1. Does someone who is considered to exceed the standard but not "substantially" receive an A or a B?
2. How can someone be identified as "substantially" exceeding the standard when most assignments and tests don't measure skills that exceed the standard?
3. How does the system ensure that subjective teacher judgments don't determine whether a standards-exceeding but not obviously "substantially" exceeding student gets an A or a B?

Lsquared said...

If it helps any (it probably doesn't), I expect this hurts the teachers brains as much as it does yours.

Anonymous said...

Of course most of the children are above average, using the math standards taught today.

The Math Witch said...

Completely incomprehensible (and reprehensible as well). I'm guessing that no one gets a D or F anyway?

This year, in our 4th grade (traditionally the first year of "real grades" as the kids call it), we actually have 3 grading scales: A-F (all expressed in detailed percentages, i.e., A = 93-100%, etc.), another scale which is I = Initiates effort, M= Meets expectation, W = Working towards expectations, S = Support needed (which all of us think of as A-D, naturally) and then a third grading scale for specialty classes and the like O= Outstanding, S = Satisfactory, N = Needs Improvement.

John said...

It makes more sense to me to grade as follows;

Create tests that measure a lot of easy stuff, a lot of grade level stuff, and a bunch of stuff above grade level.

Take the raw scores, which can range from 1 (you get a point just so the math works), to several hundred (for some genius type kids) with "grade level" calibrated at 100.

Then you take the natural log of the scores.

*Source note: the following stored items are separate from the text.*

//! Source adapters (C3): one per upstream. Each returns a typed payload or
//! `None` — transport failures are classified as `None`, never propagated,
//! per spec §4.3 and §7.

pub mod fun_content;
pub mod holiday_source;
pub mod kfc;
pub mod news;
pub mod stock_index;

use serde_json::Value;
use std::future::Future;
use std::time::Duration;

/// Runs `fut` with a bounded timeout, collapsing both a timeout and a
/// fetch-level `None` into `None` — adapters never escalate transport
/// failures to the orchestrator (spec §4.3).
pub async fn fetch_with_timeout<Fut>(timeout: Duration, fut: Fut) -> Option<Value>
where
    Fut: Future<Output = Option<Value>>,
{
    match tokio::time::timeout(timeout, fut).await {
        Ok(v) => v,
        Err(_) => None,
    }
}
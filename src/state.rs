//! State store (C8): versioned state file with v1→v2 migration on read
//! and atomic temp-file+rename on write, grounded in
//! `original_source/app/services/state.py::migrate_state`/`save_state`.

use crate::error::{AppError, ErrorCode, Result};
use chrono::{DateTime, FixedOffset};
use serde_json::{json, Map, Value};
use std::path::Path;

const LEGACY_TEMPLATE_NAME: &str = "moyuren";

const PUBLIC_FIELDS: [&str; 7] =
    ["date", "updated", "updated_at_ms", "weekday", "lunar_date", "fun_content", "is_crazy_thursday"];

/// Reads the state file at `path`, applying v1→v2 migration if needed. A
/// missing file is not an error: returns `None` so the caller treats it as
/// "nothing generated yet".
pub fn read(path: &Path) -> Result<Option<Value>> {
    let raw = match std::fs::read_to_string(path) {
        Ok(raw) => raw,
        Err(e) if e.kind() == std::io::ErrorKind::NotFound => return Ok(None),
        Err(e) => {
            return Err(AppError::with_source(
                ErrorCode::Storage4001ReadFailed,
                format!("failed to read state file {}", path.display()),
                e.into(),
            ))
        }
    };
    let doc: Value = serde_json::from_str(&raw).map_err(|e| {
        AppError::with_source(ErrorCode::Storage4002BadVersion, "state file is not valid JSON", e.into())
    })?;
    Ok(Some(migrate(doc)?))
}

/// Promotes a root-level legacy document (version missing or `1`) into v2
/// under `templates["moyuren"]`/`template_data["moyuren"]`, per spec §3/§4.8.
/// A document already at version 2 is returned unchanged; any other version
/// is rejected as `STORAGE_4002`.
fn migrate(doc: Value) -> Result<Value> {
    let version = doc.get("version").and_then(Value::as_i64).unwrap_or(1);
    match version {
        2 => Ok(doc),
        1 => Ok(migrate_v1(doc)),
        other => Err(AppError::new(
            ErrorCode::Storage4002BadVersion,
            format!("unsupported state file version {other}"),
        )),
    }
}

fn migrate_v1(doc: Value) -> Value {
    let Value::Object(root) = doc else {
        return empty_v2();
    };

    let mut public = Map::new();
    for field in PUBLIC_FIELDS {
        if let Some(v) = root.get(field) {
            public.insert(field.to_string(), v.clone());
        }
    }
    if let Some(kfc) = root.get("kfc_content") {
        public.insert("kfc_content".to_string(), kfc.clone());
    }

    let mut template_entry = Map::new();
    if let Some(filename) = root.get("filename") {
        template_entry.insert("filename".to_string(), filename.clone());
    }
    if let Some(updated) = root.get("updated") {
        template_entry.insert("updated".to_string(), updated.clone());
    } else if let Some(timestamp) = root.get("timestamp") {
        // Legacy documents stamped the render time as `timestamp` rather
        // than `updated`; carry it across under the v2 field name.
        public.insert("updated".to_string(), timestamp.clone());
        template_entry.insert("updated".to_string(), timestamp.clone());
    }
    if let Some(updated_at_ms) = root.get("updated_at_ms") {
        template_entry.insert("updated_at_ms".to_string(), updated_at_ms.clone());
    }

    let mut templates = Map::new();
    templates.insert(LEGACY_TEMPLATE_NAME.to_string(), Value::Object(template_entry));

    let mut template_data = Map::new();
    template_data.insert(LEGACY_TEMPLATE_NAME.to_string(), Value::Object(root.clone()));

    let mut out = Map::new();
    out.insert("version".to_string(), json!(2));
    out.insert("public".to_string(), Value::Object(public));
    out.insert("templates".to_string(), Value::Object(templates));
    out.insert("template_data".to_string(), Value::Object(template_data));
    flatten_compat_fields(&mut out, LEGACY_TEMPLATE_NAME);

    // Preserve any root-level legacy fields not otherwise accounted for
    // (e.g. `filename`) verbatim, matching scenario 4's "root filename
    // preserved verbatim" expectation.
    for (key, value) in root {
        out.entry(key).or_insert(value);
    }

    Value::Object(out)
}

fn empty_v2() -> Value {
    json!({"version": 2, "public": {}, "templates": {}, "template_data": {}})
}

/// Flattens `public` and `templates[active]` onto the document root for
/// backward-compatible readers (spec §3/§4.8 step 3).
fn flatten_compat_fields(doc: &mut Map<String, Value>, active_template: &str) {
    if let Some(Value::Object(public)) = doc.get("public").cloned() {
        for (k, v) in public {
            doc.insert(k, v);
        }
    }
    if let Some(entry) = doc
        .get("templates")
        .and_then(|t| t.get(active_template))
        .and_then(Value::as_object)
        .cloned()
    {
        for (k, v) in entry {
            doc.insert(k, v);
        }
    }
}

/// Composes the document the render pipeline will persist for a single
/// generation, overwriting only `active_template`'s entries and leaving any
/// other template untouched (spec §4.8 steps 1-2). `now` MUST be in
/// `display_tz` (spec §9: "display timestamps in the state file use
/// display_tz"), not business time or UTC.
pub fn build_write(
    existing: Option<Value>,
    active_template: &str,
    date: &str,
    lunar_date: &str,
    weekday: &str,
    fun_content: Option<&Value>,
    is_crazy_thursday: bool,
    kfc_content: Option<&str>,
    filename: &str,
    template_context: &Value,
    now: DateTime<FixedOffset>,
) -> Value {
    let mut doc = match existing {
        Some(doc) => match doc {
            Value::Object(map) => map,
            _ => Map::new(),
        },
        None => Map::new(),
    };
    doc.insert("version".to_string(), json!(2));

    let updated_at_ms = now.timestamp_millis();
    let updated = now.to_rfc3339();

    let mut public = doc
        .get("public")
        .and_then(Value::as_object)
        .cloned()
        .unwrap_or_default();
    public.insert("date".to_string(), json!(date));
    public.insert("updated".to_string(), json!(updated));
    public.insert("updated_at_ms".to_string(), json!(updated_at_ms));
    public.insert("weekday".to_string(), json!(weekday));
    public.insert("lunar_date".to_string(), json!(lunar_date));
    public.insert("is_crazy_thursday".to_string(), json!(is_crazy_thursday));
    if let Some(fc) = fun_content {
        public.insert("fun_content".to_string(), fc.clone());
    }
    if let Some(kfc) = kfc_content {
        public.insert("kfc_content".to_string(), json!(kfc));
    }
    doc.insert("public".to_string(), Value::Object(public));

    let mut templates = doc
        .get("templates")
        .and_then(Value::as_object)
        .cloned()
        .unwrap_or_default();
    templates.insert(
        active_template.to_string(),
        json!({"filename": filename, "updated": updated, "updated_at_ms": updated_at_ms}),
    );
    doc.insert("templates".to_string(), Value::Object(templates));

    let mut template_data = doc
        .get("template_data")
        .and_then(Value::as_object)
        .cloned()
        .unwrap_or_default();
    template_data.insert(active_template.to_string(), template_context.clone());
    doc.insert("template_data".to_string(), Value::Object(template_data));

    flatten_compat_fields(&mut doc, active_template);

    Value::Object(doc)
}

/// Writes `doc` to `path` via the shared atomic-write helper.
pub fn write(path: &Path, doc: &Value) -> Result<()> {
    let contents = serde_json::to_string_pretty(doc).map_err(|e| {
        AppError::with_source(ErrorCode::Storage4003WriteFailed, "failed to serialise state document", e.into())
    })?;
    crate::atomic::write_atomic_str(path, &contents).map_err(|e| {
        AppError::with_source(
            ErrorCode::Storage4003WriteFailed,
            format!("failed to write state file {}", path.display()),
            e.into(),
        )
    })
}

/// `updated_at` (ms since epoch) of `active_template`'s entry, used by the
/// orchestrator's 10-second double-check recheck (spec §4.9).
pub fn template_updated_at_ms(doc: &Value, active_template: &str) -> Option<i64> {
    doc.get("templates")?.get(active_template)?.get("updated_at_ms")?.as_i64()
}

pub fn template_filename(doc: &Value, active_template: &str) -> Option<String> {
    doc.get("templates")?.get(active_template)?.get("filename")?.as_str().map(str::to_string)
}

#[cfg(test)]
mod tests {
    use super::*;
    use chrono::TimeZone;

    fn test_now() -> DateTime<FixedOffset> {
        FixedOffset::east_opt(8 * 3600).unwrap().with_ymd_and_hms(2026, 7, 28, 10, 0, 0).unwrap()
    }

    #[test]
    fn missing_file_reads_as_none() {
        let dir = tempfile::tempdir().unwrap();
        let path = dir.path().join("state.json");
        assert!(read(&path).unwrap().is_none());
    }

    #[test]
    fn v2_document_passes_through_unchanged() {
        let doc = json!({"version": 2, "public": {"date": "2026-07-28"}, "templates": {}, "template_data": {}});
        let dir = tempfile::tempdir().unwrap();
        let path = dir.path().join("state.json");
        std::fs::write(&path, serde_json::to_string(&doc).unwrap()).unwrap();
        let read_back = read(&path).unwrap().unwrap();
        assert_eq!(read_back["public"]["date"], "2026-07-28");
    }

    #[test]
    fn v1_document_migrates_into_moyuren_template() {
        let v1 = json!({
            "date": "2026-02-04",
            "timestamp": "2026-02-04T10:00:00+08:00",
            "filename": "moyuren_20260204_100000.jpg",
            "weekday": "星期三"
        });
        let dir = tempfile::tempdir().unwrap();
        let path = dir.path().join("state.json");
        std::fs::write(&path, serde_json::to_string(&v1).unwrap()).unwrap();
        let migrated = read(&path).unwrap().unwrap();
        assert_eq!(migrated["version"], 2);
        assert_eq!(migrated["templates"]["moyuren"]["filename"], "moyuren_20260204_100000.jpg");
        assert_eq!(migrated["public"]["updated"], "2026-02-04T10:00:00+08:00");
        assert_eq!(migrated["filename"], "moyuren_20260204_100000.jpg");
    }

    #[test]
    fn unknown_version_is_rejected() {
        let doc = json!({"version": 3});
        assert!(migrate(doc).is_err());
    }

    #[test]
    fn write_overwrites_only_active_template() {
        let existing = json!({
            "version": 2,
            "public": {},
            "templates": {"other": {"filename": "other_20260101_000000.jpg", "updated": "x", "updated_at_ms": 1}},
            "template_data": {"other": {}}
        });
        let ctx = json!({"date": {"day": 28}});
        let doc = build_write(
            Some(existing),
            "moyuren",
            "2026-07-28",
            "六月初四",
            "星期二",
            None,
            false,
            None,
            "moyuren_20260728_100000.jpg",
            &ctx,
            test_now(),
        );
        assert_eq!(doc["templates"]["other"]["filename"], "other_20260101_000000.jpg");
        assert_eq!(doc["templates"]["moyuren"]["filename"], "moyuren_20260728_100000.jpg");
        assert_eq!(doc["filename"], "moyuren_20260728_100000.jpg");
    }

    #[test]
    fn round_trips_through_write_and_read() {
        let dir = tempfile::tempdir().unwrap();
        let path = dir.path().join("state.json");
        let ctx = json!({"date": {"day": 28}});
        let doc = build_write(None, "moyuren", "2026-07-28", "六月初四", "星期二", None, false, None, "moyuren_x.jpg", &ctx, test_now());
        write(&path, &doc).unwrap();
        let read_back = read(&path).unwrap().unwrap();
        assert_eq!(template_filename(&read_back, "moyuren").as_deref(), Some("moyuren_x.jpg"));
        assert!(template_updated_at_ms(&read_back, "moyuren").is_some());
    }
}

So Lenny from "Of Mice and Men" might score 40 on his tests, so his grade will be 3.689... Joe "trying hard" might get a 70 (4.25), On Grade level Sally would get a 100 (4.6) and perhaps, if this is a math test, Srinivasa Ramanujan might have scored a 536 as a kid (a mind boggling 6.28 grade).

If you want more granularity you can choose a different base for the log (2, or 1.5 or something)-- everything crams together if you use log10 though...

4.5-5 would be a reasonable thing to try to achieve on tests (there might be factors that make it difficult, but it is not superhuman).

I haven't thought it out completely, and I imagine things would need to be curved and given to a large number of students to figure out where the middle should lie, but its a system of nearly infinite granularity that is expressed with numbers less than 10...

FMA said...

How exactly does this grading system work? Is it subjective or is it based on actual tests? If it's based on actual tests, why not just use test results to determine a grade?

Giving a student an A in Science because they got 19 out of 20 questions right is a commonsense grading method. The whole meeting standards or working towards the standard seems so fuzzy. What are students and parents supposed to do with this information?